**DATASET:**
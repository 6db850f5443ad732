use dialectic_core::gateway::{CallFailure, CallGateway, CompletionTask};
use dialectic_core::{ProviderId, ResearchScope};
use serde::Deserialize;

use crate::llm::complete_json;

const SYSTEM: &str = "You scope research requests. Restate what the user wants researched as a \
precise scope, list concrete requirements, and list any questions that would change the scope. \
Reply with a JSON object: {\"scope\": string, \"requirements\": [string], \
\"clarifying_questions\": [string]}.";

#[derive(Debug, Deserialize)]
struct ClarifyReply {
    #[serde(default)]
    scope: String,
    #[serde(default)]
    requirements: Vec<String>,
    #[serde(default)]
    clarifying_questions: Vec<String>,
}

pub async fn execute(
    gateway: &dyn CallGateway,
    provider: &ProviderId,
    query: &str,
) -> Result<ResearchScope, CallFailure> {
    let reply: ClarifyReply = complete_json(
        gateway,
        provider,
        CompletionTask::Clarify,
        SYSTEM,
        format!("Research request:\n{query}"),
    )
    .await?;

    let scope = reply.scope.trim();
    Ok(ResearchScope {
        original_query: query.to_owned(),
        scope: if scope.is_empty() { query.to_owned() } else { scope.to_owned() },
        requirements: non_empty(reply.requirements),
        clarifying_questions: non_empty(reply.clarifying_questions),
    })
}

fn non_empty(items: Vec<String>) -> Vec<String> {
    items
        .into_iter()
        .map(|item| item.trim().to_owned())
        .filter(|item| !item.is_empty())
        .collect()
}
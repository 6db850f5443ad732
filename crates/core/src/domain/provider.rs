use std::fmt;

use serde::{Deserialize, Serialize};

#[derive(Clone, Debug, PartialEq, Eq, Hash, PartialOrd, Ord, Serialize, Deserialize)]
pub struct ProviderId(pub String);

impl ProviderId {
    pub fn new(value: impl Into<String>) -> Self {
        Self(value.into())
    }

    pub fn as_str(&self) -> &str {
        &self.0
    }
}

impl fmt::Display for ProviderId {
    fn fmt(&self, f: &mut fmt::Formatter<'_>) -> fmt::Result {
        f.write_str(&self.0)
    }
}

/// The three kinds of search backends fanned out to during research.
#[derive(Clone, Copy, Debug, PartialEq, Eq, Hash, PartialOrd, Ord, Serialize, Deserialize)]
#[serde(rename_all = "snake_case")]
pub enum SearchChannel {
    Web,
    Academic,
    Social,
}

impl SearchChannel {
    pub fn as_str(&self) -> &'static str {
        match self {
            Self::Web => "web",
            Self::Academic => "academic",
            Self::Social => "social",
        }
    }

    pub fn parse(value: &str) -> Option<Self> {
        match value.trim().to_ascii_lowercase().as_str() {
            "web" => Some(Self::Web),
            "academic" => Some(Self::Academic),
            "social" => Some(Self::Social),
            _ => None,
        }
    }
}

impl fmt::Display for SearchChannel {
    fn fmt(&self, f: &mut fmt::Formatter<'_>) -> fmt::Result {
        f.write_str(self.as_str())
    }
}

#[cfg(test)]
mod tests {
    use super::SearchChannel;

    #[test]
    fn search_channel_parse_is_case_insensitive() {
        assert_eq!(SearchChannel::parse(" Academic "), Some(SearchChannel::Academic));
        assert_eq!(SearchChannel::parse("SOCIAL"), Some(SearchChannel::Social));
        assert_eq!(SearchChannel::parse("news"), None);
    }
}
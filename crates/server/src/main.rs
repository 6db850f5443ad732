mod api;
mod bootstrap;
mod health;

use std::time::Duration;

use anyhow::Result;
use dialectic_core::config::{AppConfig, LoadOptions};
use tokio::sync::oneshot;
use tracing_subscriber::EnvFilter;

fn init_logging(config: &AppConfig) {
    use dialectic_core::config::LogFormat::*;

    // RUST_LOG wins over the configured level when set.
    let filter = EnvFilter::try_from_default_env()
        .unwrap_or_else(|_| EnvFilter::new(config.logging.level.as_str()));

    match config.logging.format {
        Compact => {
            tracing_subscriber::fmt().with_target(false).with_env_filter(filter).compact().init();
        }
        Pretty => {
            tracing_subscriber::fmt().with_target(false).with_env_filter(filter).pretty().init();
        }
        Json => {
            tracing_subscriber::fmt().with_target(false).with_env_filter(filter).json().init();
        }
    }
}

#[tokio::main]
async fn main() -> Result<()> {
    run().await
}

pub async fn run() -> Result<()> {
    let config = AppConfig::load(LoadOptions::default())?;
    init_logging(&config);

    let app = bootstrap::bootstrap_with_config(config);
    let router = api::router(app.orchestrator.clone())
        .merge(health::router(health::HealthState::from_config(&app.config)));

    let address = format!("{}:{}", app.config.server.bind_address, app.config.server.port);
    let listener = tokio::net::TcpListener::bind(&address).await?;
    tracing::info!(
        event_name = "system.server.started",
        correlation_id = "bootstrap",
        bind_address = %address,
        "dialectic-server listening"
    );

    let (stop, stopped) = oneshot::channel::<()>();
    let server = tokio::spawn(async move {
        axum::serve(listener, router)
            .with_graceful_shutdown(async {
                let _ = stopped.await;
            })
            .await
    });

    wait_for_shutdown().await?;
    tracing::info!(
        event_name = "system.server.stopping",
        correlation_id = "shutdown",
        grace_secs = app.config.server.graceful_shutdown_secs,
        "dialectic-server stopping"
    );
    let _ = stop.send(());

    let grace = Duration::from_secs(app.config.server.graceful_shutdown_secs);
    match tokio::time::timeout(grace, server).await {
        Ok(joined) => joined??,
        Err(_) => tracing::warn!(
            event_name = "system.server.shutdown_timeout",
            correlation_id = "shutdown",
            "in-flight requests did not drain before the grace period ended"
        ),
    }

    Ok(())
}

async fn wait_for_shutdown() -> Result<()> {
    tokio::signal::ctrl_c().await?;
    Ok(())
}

**WHAT IS EXPECTED:**
Every line in the data above that contains the word "match" should be copied.

**OUTPUT OF THE TASK:**
        match self {
        match value.trim().to_ascii_lowercase().as_str() {
    match config.logging.format {
    match tokio::time::timeout(grace, server).await {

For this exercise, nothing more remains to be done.